Danke, Herr Abgeordneter. Das Wort hat jetzt Abgeordneter Kalich von der Fraktion DIE LINKE.

(Abg. Hey)

Herr Präsident, meine Damen und Herren! Es wird Sie wohl nicht überraschen, Herr Hey, dass ich erwartungsgemäß diesen Optimismus nicht ganz so teilen kann, denn letztendlich haben die Beratungen des Gesetzentwurfs im Innenausschuss dokumentiert, dass richtiges Herzblut eigentlich gefehlt hat. Da meine ich ausnahmslos alle, die an diesen Beratungen zur Änderung beamtenrechtlicher Vorschriften teilgenommen haben. Wenn ich jetzt im Nachgang auch noch höre, dass die Skandale in der Landesregierung dazu geführt haben, dass wir dort ein Stück vorwärtsgekommen sind und wenn wir das eher beschlossen hätten, dass das dann vielleicht nicht so gekommen wäre, dann stimmt mich das zumindest sehr nachdenklich.

(Zwischenruf Abg. Hey, SPD: Das ist reine Spekulation.)

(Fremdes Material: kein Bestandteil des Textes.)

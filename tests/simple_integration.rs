//! Simple integration tests for the config/chunker/formatter surface,
//! exercised together without touching the network or a git repository.
use gitctx::config::{RawSettings, Settings};
use gitctx::formatters::get_formatter;
use gitctx::git::BlobLocation;
use gitctx::models;
use gitctx::store::{ChunkRecord, SearchHit};
use std::path::Path;

#[test]
fn settings_resolve_pulls_dimensions_from_chosen_model() {
    let raw = RawSettings {
        embedding_model: Some("text-embedding-3-large".to_string()),
        ..Default::default()
    };
    let settings = Settings::resolve(raw, Path::new("/tmp/some-repo")).unwrap();
    let spec = models::lookup(&settings.embedding_model).unwrap();
    assert_eq!(spec.dimensions, 3072);
    assert_eq!(settings.chunk_max_tokens, spec.max_tokens);
}

#[test]
fn settings_resolve_respects_explicit_chunk_max_tokens_override() {
    let raw = RawSettings {
        embedding_model: Some("text-embedding-3-small".to_string()),
        chunk_max_tokens: Some(512),
        ..Default::default()
    };
    let settings = Settings::resolve(raw, Path::new("/tmp/some-repo")).unwrap();
    assert_eq!(settings.chunk_max_tokens, 512);
}

#[test]
fn chunking_respects_the_resolved_token_budget() {
    let settings =
        Settings::resolve(RawSettings::default(), Path::new("/tmp/some-repo")).unwrap();
    let content = "fn helper() {\n    println!(\"hi\");\n}\n".repeat(50);
    let chunks =
        gitctx::chunker::chunk_file(&content, "deadbeef", Some("rs"), settings.chunk_max_tokens);
    assert!(!chunks.is_empty());
    for chunk in &chunks {
        assert!(chunk.token_count <= settings.chunk_max_tokens);
    }
}

fn sample_hit(file_path: &str, score: f32) -> SearchHit {
    SearchHit {
        distance: score,
        record: ChunkRecord {
            id: format!("{file_path}:0:0"),
            vector: vec![],
            blob_sha: "deadbeef".to_string(),
            chunk_index: 0,
            total_chunks: 1,
            chunk_content: "fn main() {}".to_string(),
            start_line: 1,
            end_line: 1,
            language: "rust".to_string(),
            token_count: 4,
            model: "text-embedding-3-small".to_string(),
            location: BlobLocation {
                blob_sha: "deadbeef".to_string(),
                file_path: file_path.to_string(),
                commit_sha: "cafef00d".to_string(),
                author_name: "tester".to_string(),
                author_email: "tester@example.com".to_string(),
                commit_date: 1_700_000_000,
                commit_message: "initial commit".to_string(),
                is_head: true,
                is_merge: false,
            },
        },
    }
}

#[test]
fn every_registered_formatter_renders_a_nonempty_result_for_the_same_hits() {
    let hits = vec![sample_hit("src/main.rs", 0.12)];
    for name in ["terse", "verbose", "mcp"] {
        let formatter = get_formatter(name).unwrap();
        let output = formatter.format(&hits);
        assert!(!output.is_empty(), "{name} formatter produced empty output");
        assert!(output.contains("src/main.rs"), "{name} formatter dropped the file path");
    }
}

#[test]
fn mcp_formatter_output_parses_as_json_array_of_expected_length() {
    let hits = vec![sample_hit("a.rs", 0.1), sample_hit("b.rs", 0.2)];
    let output = get_formatter("mcp").unwrap().format(&hits);
    let parsed: serde_json::Value = serde_json::from_str(&output).unwrap();
    assert_eq!(parsed.as_array().unwrap().len(), 2);
}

Nachdem im Thüringer Landtag im März bei der Einbringung des Gesetzentwurfs noch fraktionsübergreifend eine Beratung im Innenausschuss angekündigt wurde, hat sich diese im Ausschuss selbst aber nicht eingestellt oder wiedergefunden. Dies hat meines Erachtens nach drei Gründe: Erstens hat es der Innenausschuss vorgezogen, auf eine mündliche Anhörung zu verzichten. Das ist ein grundsätzlicher Kritikpunkt, den wir anbringen. Gerade die in den letzten Wochen stattgefundenen sehr lebhaften - in rechtlichen wie politischen Augen - öffentlichen und mündlichen Anhörungen zum Verfassungsschutz haben gezeigt, welchen Erkenntnisgewinns und damit auch Gestaltungsmöglichkeiten sich das Parlament beraubt, wenn es sich einfach nur Stellungnahmen zuschicken lässt, aber nicht mehr in der gemeinsamen Diskussion auswertet und hinterfragt.

(Beifall DIE LINKE)

Diese parlamentarische Unsitte, die auch Ausdruck der grundsätzlichen Skepsis gegenüber Experten ist, sollte eine Mehrheit im neu zu wählenden Landtag nicht weiter fortführen. Wir brauchen gerade bei eigentlichen grundsätzlichen Reformvorhaben den Dialog auf Augenhöhe mit den Menschen in diesem Land und mit den von den Gesetzen unmittelbar Betroffenen.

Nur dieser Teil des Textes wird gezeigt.